One AI model, four competing services
Melody ML, Acapella Extractor, Vocals Remover, and Moises.ai are all services that use AI to separate music into different tracks by instrument. Like many of these single-use AI products, they wrap machine learning models into easy-to-use UIs and APIs, and sell access to them as a service (after users exceed their free tier credits). Here’s a few examples of their outputs:
- Bill Withers - Lean On Me: original vs. vocals extracted using Acapella Extractor.
- The Beatles - Yellow Submarine: original vs. instrumental extracted using Vocals Remover.
- Etnia - Estrella Síria: original and isolated tracks on the Moses.ai landing page.
As you can tell, these services all have pretty similar-quality results. That’s no accident: all four are in fact built on top of Spleeter, an open-source AI model by French music service Deezer—but none of them are actually by Deezer. So these services are basically just reselling Amazon’s or Google’s GPU credits at a markup—not bad for what I imagine to be about a weekend’s worth of tying everything together with a bit of code. There’s a lot of low-hanging fruit in this space, too: even just within the audio domain, there are 22 different task on Papers with Code for which you can find pretrained, state-of-the-art models that are just waiting to be wrapped into a service. (And for computer vision, there are 807 tasks.)

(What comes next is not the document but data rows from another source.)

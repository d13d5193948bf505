use super::model::IndicatorDataset;

/// Added to every range so a constant column never divides by zero.
pub const EPSILON: f64 = 1e-8;

/// Min-max rescale to approximately `[0, 1]`.
///
/// `EPSILON` is added to the range unconditionally, so the largest value maps
/// slightly below 1 and a constant column maps to all zeros.
pub fn min_max(values: &[f64]) -> Vec<f64> {
    if values.is_empty() {
        return Vec::new();
    }
    let min = values.iter().copied().fold(f64::INFINITY, f64::min);
    let max = values.iter().copied().fold(f64::NEG_INFINITY, f64::max);
    let denom = max - min + EPSILON;
    values.iter().map(|&v| (v - min) / denom).collect()
}

/// Normalized copy of every indicator, same order as the dataset.
#[derive(Debug, Clone, Default)]
pub struct NormalizedDataset {
    columns: Vec<(String, Vec<f64>)>,
}

impl NormalizedDataset {
    pub fn new(dataset: &IndicatorDataset) -> Self {
        let columns = dataset
            .indicators
            .iter()
            .map(|ind| (ind.name.clone(), min_max(&ind.values)))
            .collect();
        Self { columns }
    }

    pub fn get(&self, name: &str) -> Option<&[f64]> {
        self.columns
            .iter()
            .find(|(n, _)| n == name)
            .map(|(_, v)| v.as_slice())
    }

    /// `(name, values)` pairs in indicator order.
    pub fn iter(&self) -> impl Iterator<Item = (&str, &[f64])> {
        self.columns.iter().map(|(n, v)| (n.as_str(), v.as_slice()))
    }

    pub fn len(&self) -> usize {
        self.columns.len()
    }

    pub fn is_empty(&self) -> bool {
        self.columns.is_empty()
    }
}
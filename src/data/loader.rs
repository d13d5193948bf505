use std::collections::BTreeMap;
use std::path::Path;
use std::sync::Arc;

use anyhow::{Context, Result, bail};
use arrow::array::{Array, ArrayRef, AsArray, Float64Array, StringArray};
use arrow::compute::cast;
use arrow::datatypes::DataType;
use parquet::arrow::arrow_reader::ParquetRecordBatchReaderBuilder;
use serde_json::Value as JsonValue;

use super::model::{Cell, Column, Table};

// ---------------------------------------------------------------------------
// Public entry-point
// ---------------------------------------------------------------------------

/// Load a table from a file.  Dispatch by extension.
///
/// Supported formats:
/// * `.csv`     – header row, one sample per line (the usual case)
/// * `.json`    – `[{ "ph": 7.1, "Hardness": 204.9, ... }, ...]`
/// * `.parquet` – flat scalar columns
pub fn load_file(path: &Path) -> Result<Table> {
    let ext = path
        .extension()
        .and_then(|e| e.to_str())
        .unwrap_or("")
        .to_ascii_lowercase();

    let table = match ext.as_str() {
        "csv" => load_csv(path),
        "json" => load_json(path),
        "parquet" | "pq" => load_parquet(path),
        other => bail!("Unsupported file extension: .{other}"),
    }
    .with_context(|| format!("loading {}", path.display()))?;

    log::info!(
        "Loaded {} rows with columns {:?} from {}",
        table.n_rows(),
        table.column_names(),
        path.display()
    );
    Ok(table)
}

// ---------------------------------------------------------------------------
// CSV loader
// ---------------------------------------------------------------------------

/// CSV layout: header row with column names, every cell type-guessed.
/// Ragged rows are accepted; missing trailing cells become `Missing`.
pub fn load_csv(path: &Path) -> Result<Table> {
    let reader = csv::ReaderBuilder::new()
        .flexible(true)
        .from_path(path)
        .context("opening CSV")?;
    read_csv(reader)
}

/// Parse CSV text already in memory.
pub fn parse_csv(text: &str) -> Result<Table> {
    let reader = csv::ReaderBuilder::new()
        .flexible(true)
        .from_reader(text.as_bytes());
    read_csv(reader)
}

fn read_csv<R: std::io::Read>(mut reader: csv::Reader<R>) -> Result<Table> {
    let headers: Vec<String> = reader
        .headers()
        .context("reading CSV headers")?
        .iter()
        .map(|h| h.trim_start_matches('\u{feff}').to_string())
        .collect();

    if headers.is_empty() {
        bail!("CSV has no header row");
    }

    let mut rows = Vec::new();
    for (row_no, result) in reader.records().enumerate() {
        let record = result.with_context(|| format!("CSV row {row_no}"))?;
        rows.push(record.iter().map(Cell::guess).collect());
    }

    Ok(Table::from_rows(headers, rows))
}

// ---------------------------------------------------------------------------
// JSON loader
// ---------------------------------------------------------------------------

/// Expected JSON schema (records-oriented, `df.to_json(orient='records')`):
///
/// ```json
/// [
///   { "ph": 7.08, "Hardness": 204.89, "Potability": 0 },
///   { "ph": null, "Hardness": 129.42, "Potability": 1 }
/// ]
/// ```
///
/// Columns appear in first-seen order.
fn load_json(path: &Path) -> Result<Table> {
    let text = std::fs::read_to_string(path).context("reading JSON file")?;
    let root: JsonValue = serde_json::from_str(&text).context("parsing JSON")?;

    let records = root.as_array().context("Expected top-level JSON array")?;

    let mut headers: Vec<String> = Vec::new();
    let mut rows: Vec<BTreeMap<String, Cell>> = Vec::with_capacity(records.len());

    for (i, rec) in records.iter().enumerate() {
        let obj = rec
            .as_object()
            .with_context(|| format!("Row {i} is not a JSON object"))?;

        let mut row = BTreeMap::new();
        for (key, val) in obj {
            if !headers.contains(key) {
                headers.push(key.clone());
            }
            row.insert(key.clone(), json_to_cell(val));
        }
        rows.push(row);
    }

    let rows = rows
        .into_iter()
        .map(|mut row| {
            headers
                .iter()
                .map(|h| row.remove(h).unwrap_or(Cell::Missing))
                .collect()
        })
        .collect();
    Ok(Table::from_rows(headers, rows))
}

fn json_to_cell(val: &JsonValue) -> Cell {
    match val {
        JsonValue::Number(n) => n.as_f64().map_or(Cell::Missing, Cell::Number),
        JsonValue::String(s) => Cell::guess(s),
        JsonValue::Bool(b) => Cell::Number(if *b { 1.0 } else { 0.0 }),
        JsonValue::Null => Cell::Missing,
        other => Cell::Text(other.to_string()),
    }
}

// ---------------------------------------------------------------------------
// Parquet loader
// ---------------------------------------------------------------------------

/// Load a Parquet file with flat scalar columns.
///
/// Works with files written by both **Pandas** (`df.to_parquet()`) and
/// **Polars** (`df.write_parquet()`). Nulls become `Missing`.
fn load_parquet(path: &Path) -> Result<Table> {
    let file = std::fs::File::open(path).context("opening parquet file")?;
    let builder =
        ParquetRecordBatchReaderBuilder::try_new(file).context("reading parquet metadata")?;
    let reader = builder.build().context("building parquet reader")?;

    let mut columns: Vec<Column> = Vec::new();

    for batch_result in reader {
        let batch = batch_result.context("reading parquet record batch")?;
        let schema = batch.schema();

        if columns.is_empty() {
            columns = schema
                .fields()
                .iter()
                .map(|f| Column {
                    name: f.name().clone(),
                    cells: Vec::new(),
                })
                .collect();
        }

        for (col_idx, column) in columns.iter_mut().enumerate() {
            let array = as_float64(batch.column(col_idx))
                .with_context(|| format!("converting column {}", column.name))?;
            for row in 0..batch.num_rows() {
                column.cells.push(extract_cell(&array, row));
            }
        }
    }

    Ok(Table::from_columns(columns))
}

/// Every numeric (and boolean) column is cast to `Float64` once, whatever
/// its integer width or signedness. Other columns pass through unchanged.
fn as_float64(col: &ArrayRef) -> Result<ArrayRef> {
    let dt = col.data_type();
    if *dt == DataType::Float64 || !(dt.is_numeric() || *dt == DataType::Boolean) {
        return Ok(Arc::clone(col));
    }
    Ok(cast(col.as_ref(), &DataType::Float64)?)
}

/// Extract a single cell from an Arrow column at a given row.
fn extract_cell(col: &ArrayRef, row: usize) -> Cell {
    if col.is_null(row) {
        return Cell::Missing;
    }
    let any = col.as_any();
    match col.data_type() {
        DataType::Float64 => any
            .downcast_ref::<Float64Array>()
            .map_or(Cell::Missing, |a| Cell::Number(a.value(row))),
        DataType::Utf8 => any
            .downcast_ref::<StringArray>()
            .map_or(Cell::Missing, |a| Cell::guess(a.value(row))),
        DataType::LargeUtf8 => Cell::guess(col.as_string::<i64>().value(row)),
        other => Cell::Text(format!("{other:?}")),
    }
}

I actually quite like the idea of this. You need a whole different skillset to turn a trained model into a useful product that people are willing to pay for: from building out a thoughtful UI and the relevant platform/API integrations, to finding a product/market fit and the right promotional channels for your audience. As long as the models are open-source and licensed to allow commercial use, I think building products like this and charging money for them is completely fair game.
Since the core technology is commoditized by the very nature of the underlying models being open-source, the competition shifts to who has the best execution around those same models.

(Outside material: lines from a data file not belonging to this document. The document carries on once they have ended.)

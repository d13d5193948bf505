use std::f64::consts::PI;

use eframe::egui::Color32;

use super::{Marker, Polyline, Sprites, linspace, sample_indices};
use crate::color::with_alpha;

const SECONDARY_WAVES: usize = 4;
const HIGHLIGHTS: usize = 20;

/// The indicator drawn as a wave across the canvas, with echo waves.
#[derive(Debug, Clone)]
pub struct WaveScene {
    pub frame: usize,
    xs: Vec<f64>,
    base: Vec<f64>,
    color: Color32,
}

impl WaveScene {
    pub fn new(norm: &[f64], color: Color32) -> Self {
        WaveScene {
            frame: 0,
            xs: linspace(-10.0, 10.0, norm.len()),
            base: norm.iter().map(|v| (v - 0.5) * 6.0).collect(),
            color,
        }
    }

    /// Main wave ordinates at the current frame.
    pub fn main_wave(&self) -> Vec<f64> {
        let f = self.frame as f64;
        let phase = f * 0.15;
        let modulation = 1.0 + 0.5 * (f * 0.05).sin();
        self.xs
            .iter()
            .zip(&self.base)
            .map(|(&x, &b)| b * modulation + 3.0 * (x * 0.4 + phase).sin())
            .collect()
    }

    fn secondary_wave(&self, i: usize) -> Vec<f64> {
        let phase = self.frame as f64 * 0.15 + i as f64 * PI / 4.0;
        let frequency = 0.4 + i as f64 * 0.1;
        let amplitude = 2.0 - i as f64 * 0.3;
        let weight = 1.0 - i as f64 * 0.2;
        self.xs
            .iter()
            .zip(&self.base)
            .map(|(&x, &b)| b * weight + amplitude * (x * frequency + phase).sin())
            .collect()
    }

    pub fn sprites(&self) -> Sprites {
        let zip = |ys: Vec<f64>| -> Vec<[f64; 2]> {
            self.xs.iter().zip(ys).map(|(&x, y)| [x, y]).collect()
        };

        let mut lines: Vec<Polyline> = (0..SECONDARY_WAVES)
            .map(|i| Polyline {
                points: zip(self.secondary_wave(i)),
                color: with_alpha(self.color, 0.7 - i as f32 * 0.15),
                width: 3.0 - i as f32 * 0.5,
                dashed: false,
            })
            .collect();
        lines.push(Polyline {
            points: zip(self.main_wave()),
            color: with_alpha(self.color, 0.9),
            width: 4.0,
            dashed: false,
        });

        let markers = sample_indices(self.xs.len(), HIGHLIGHTS)
            .into_iter()
            .map(|i| {
                Marker::circle([self.xs[i], self.base[i]], 80.0, Color32::WHITE)
                    .with_edge(self.color, 2.0)
            })
            .collect();

        Sprites {
            lines,
            markers,
            ..Sprites::default()
        }
    }
}
use eframe::egui::{self, Align2, Color32, FontId, Pos2, Rect, Sense, Shape, Stroke, Ui, pos2, vec2};
use rusty_tide::art::{MarkerShape, Sprites, WORLD_X, WORLD_Y};
use rusty_tide::color::hex;
use rusty_tide::data::stats::Summary;
use rusty_tide::state::AppState;

const BACKGROUND: &str = "#0a0a1a";
const TITLE_HEIGHT: f32 = 56.0;

// ---------------------------------------------------------------------------
// Art canvas (central panel)
// ---------------------------------------------------------------------------

/// Paint the current scene on a dark canvas.
pub fn art_view(ui: &mut Ui, state: &AppState) {
    let (response, painter) = ui.allocate_painter(ui.available_size(), Sense::hover());
    let full = response.rect;
    painter.rect_filled(full, 0.0, hex(BACKGROUND));

    let Some(scene) = &state.scene else {
        painter.text(
            full.center(),
            Align2::CENTER_CENTER,
            "Open a water-quality file  (File → Open water-quality data…)",
            FontId::proportional(20.0),
            Color32::WHITE,
        );
        return;
    };

    painter.text(
        pos2(full.center().x, full.top() + 8.0),
        Align2::CENTER_TOP,
        title(state),
        FontId::proportional(18.0),
        Color32::WHITE,
    );

    let canvas = Rect::from_min_max(pos2(full.left(), full.top() + TITLE_HEIGHT), full.max);
    let view = WorldView::fit(canvas);
    paint_sprites(&painter, &view, &scene.sprites());
}

/// Mode title plus range, mean and sample count of the current indicator.
fn title(state: &AppState) -> String {
    let mode = state.art_mode;
    if !mode.uses_indicator() {
        return mode.title().to_string();
    }
    let name = state.current_indicator.as_deref().unwrap_or_default();
    let summary = state
        .dataset
        .as_ref()
        .and_then(|ds| ds.indicator(name))
        .and_then(|ind| Summary::of(&ind.values));
    match summary {
        Some(s) => format!(
            "{name} - {}\nRange: {:.1} - {:.1} | Mean: {:.2} | Samples: {}",
            mode.title(),
            s.min,
            s.max,
            s.mean,
            s.count
        ),
        None => format!("{name} - {}", mode.title()),
    }
}

/// Uniform scale from the world box to a screen rectangle, centred.
struct WorldView {
    center: Pos2,
    scale: f32,
}

impl WorldView {
    fn fit(rect: Rect) -> Self {
        let world_w = (WORLD_X.1 - WORLD_X.0) as f32;
        let world_h = (WORLD_Y.1 - WORLD_Y.0) as f32;
        let scale = (rect.width() / world_w).min(rect.height() / world_h);
        WorldView {
            center: rect.center(),
            scale,
        }
    }

    fn to_screen(&self, [x, y]: [f64; 2]) -> Pos2 {
        // World y points up.
        self.center + vec2(x as f32 * self.scale, -(y as f32) * self.scale)
    }
}

fn paint_sprites(painter: &egui::Painter, view: &WorldView, sprites: &Sprites) {
    for disc in &sprites.discs {
        painter.circle_filled(
            view.to_screen(disc.center),
            disc.radius as f32 * view.scale,
            disc.color,
        );
    }

    for line in &sprites.lines {
        let points: Vec<Pos2> = line.points.iter().map(|&p| view.to_screen(p)).collect();
        let stroke = Stroke::new(line.width, line.color);
        if line.dashed {
            painter.extend(Shape::dashed_line(&points, stroke, 6.0, 4.0));
        } else {
            painter.add(Shape::line(points, stroke));
        }
    }

    for marker in &sprites.markers {
        let center = view.to_screen(marker.pos);
        let radius = marker.radius();
        let edge = marker
            .edge
            .map_or(Stroke::NONE, |(color, width)| Stroke::new(width, color));
        match marker.shape {
            MarkerShape::Circle => {
                painter.circle(center, radius, marker.fill, edge);
            }
            MarkerShape::Star => {
                // Two overlapping triangles.
                for flip in [1.0_f32, -1.0] {
                    let tri = (0..3)
                        .map(|k| {
                            let a = std::f32::consts::FRAC_PI_2
                                + k as f32 * std::f32::consts::TAU / 3.0;
                            center + vec2(a.cos() * radius, -flip * a.sin() * radius)
                        })
                        .collect();
                    painter.add(Shape::convex_polygon(tri, marker.fill, edge));
                }
            }
        }
    }

    for label in &sprites.labels {
        painter.text(
            view.to_screen(label.pos),
            Align2::CENTER_CENTER,
            &label.text,
            FontId::proportional(label.size),
            label.color,
        );
    }

    // Legend in the top-left corner of the world box.
    let origin = view.to_screen([WORLD_X.0, WORLD_Y.1]) + vec2(12.0, 12.0);
    for (i, (name, color)) in sprites.legend.iter().enumerate() {
        let row = origin + vec2(0.0, i as f32 * 20.0);
        painter.circle(row, 6.0, *color, Stroke::new(0.5, Color32::WHITE));
        painter.text(
            row + vec2(14.0, 0.0),
            Align2::LEFT_CENTER,
            name,
            FontId::proportional(13.0),
            Color32::WHITE,
        );
    }
}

For example, the Melody ML service restricts both free and paid users to a maximum length of 5 minutes per song. Moises.ai saw that and thought they could do better: for $4/month, they’ll process songs up to 20 minutes long. Similarly, the person who built both Vocals Remover and Acapella Extractor figured the pitch worked better in the form of those two separate, specialized websites. They even set up namesake YouTube channels that respectively post instrumentals-only and vocals-only versions of popular songs—some with many thousands of views—and of course link those back to the websites. Clever!

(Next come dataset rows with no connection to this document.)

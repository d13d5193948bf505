use eframe::egui::{RichText, Ui};
use egui_extras::{Column, TableBuilder};
use rusty_tide::state::AppState;

const PREVIEW_ROWS: usize = 20;

/// Column info and the first rows of the water-quality table.
pub fn table_view(ui: &mut Ui, state: &AppState) {
    let Some(table) = &state.data_table else {
        ui.centered_and_justified(|ui: &mut Ui| {
            ui.heading("Open a water-quality file  (File → Open water-quality data…)");
        });
        return;
    };

    let info = table.column_info();
    ui.heading(format!(
        "{} entries, {} columns",
        table.n_rows(),
        info.len()
    ));
    if let Some(ds) = &state.dataset {
        ui.label(format!(
            "{} rows with missing values dropped, {} samples used",
            ds.dropped_rows,
            ds.len()
        ));
    }

    ui.push_id("column_info", |ui: &mut Ui| {
        TableBuilder::new(ui)
            .striped(true)
            .max_scroll_height(220.0)
            .column(Column::auto().at_least(140.0))
            .column(Column::auto().at_least(100.0))
            .column(Column::remainder())
            .header(20.0, |mut header| {
                header.col(|ui| {
                    ui.strong("Column");
                });
                header.col(|ui| {
                    ui.strong("Non-Null Count");
                });
                header.col(|ui| {
                    ui.strong("Dtype");
                });
            })
            .body(|mut body| {
                for col in &info {
                    body.row(18.0, |mut row| {
                        row.col(|ui| {
                            ui.label(&col.name);
                        });
                        row.col(|ui| {
                            ui.label(format!("{} non-null", col.non_missing));
                        });
                        row.col(|ui| {
                            ui.label(col.kind.to_string());
                        });
                    });
                }
            });
    });

    ui.separator();
    ui.label(RichText::new(format!("First {PREVIEW_ROWS} rows")).strong());

    let names = table.column_names();
    ui.push_id("head", |ui: &mut Ui| {
        TableBuilder::new(ui)
            .striped(true)
            .columns(Column::auto().at_least(80.0), names.len())
            .header(20.0, |mut header| {
                for name in &names {
                    header.col(|ui| {
                        ui.strong(name);
                    });
                }
            })
            .body(|mut body| {
                for cells in table.head(PREVIEW_ROWS) {
                    body.row(18.0, |mut row| {
                        for cell in cells {
                            row.col(|ui| {
                                ui.label(cell.to_string());
                            });
                        }
                    });
                }
            });
    });
}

It’s really cool to see how the open-source nature of the AI community, along with how easy it is to build websites that integrate with cloud GPUs and payments services nowadays, is enabling these projects to pop up more and more. So who’s picking up something like this as their next weekend project? Let me know if you do!
(Thanks for the link to Acapella Extractor, Daniël! Update: I previously thought the Melody ML service was by Deezer, but someone at Deezer pointed out it was built by a third party.)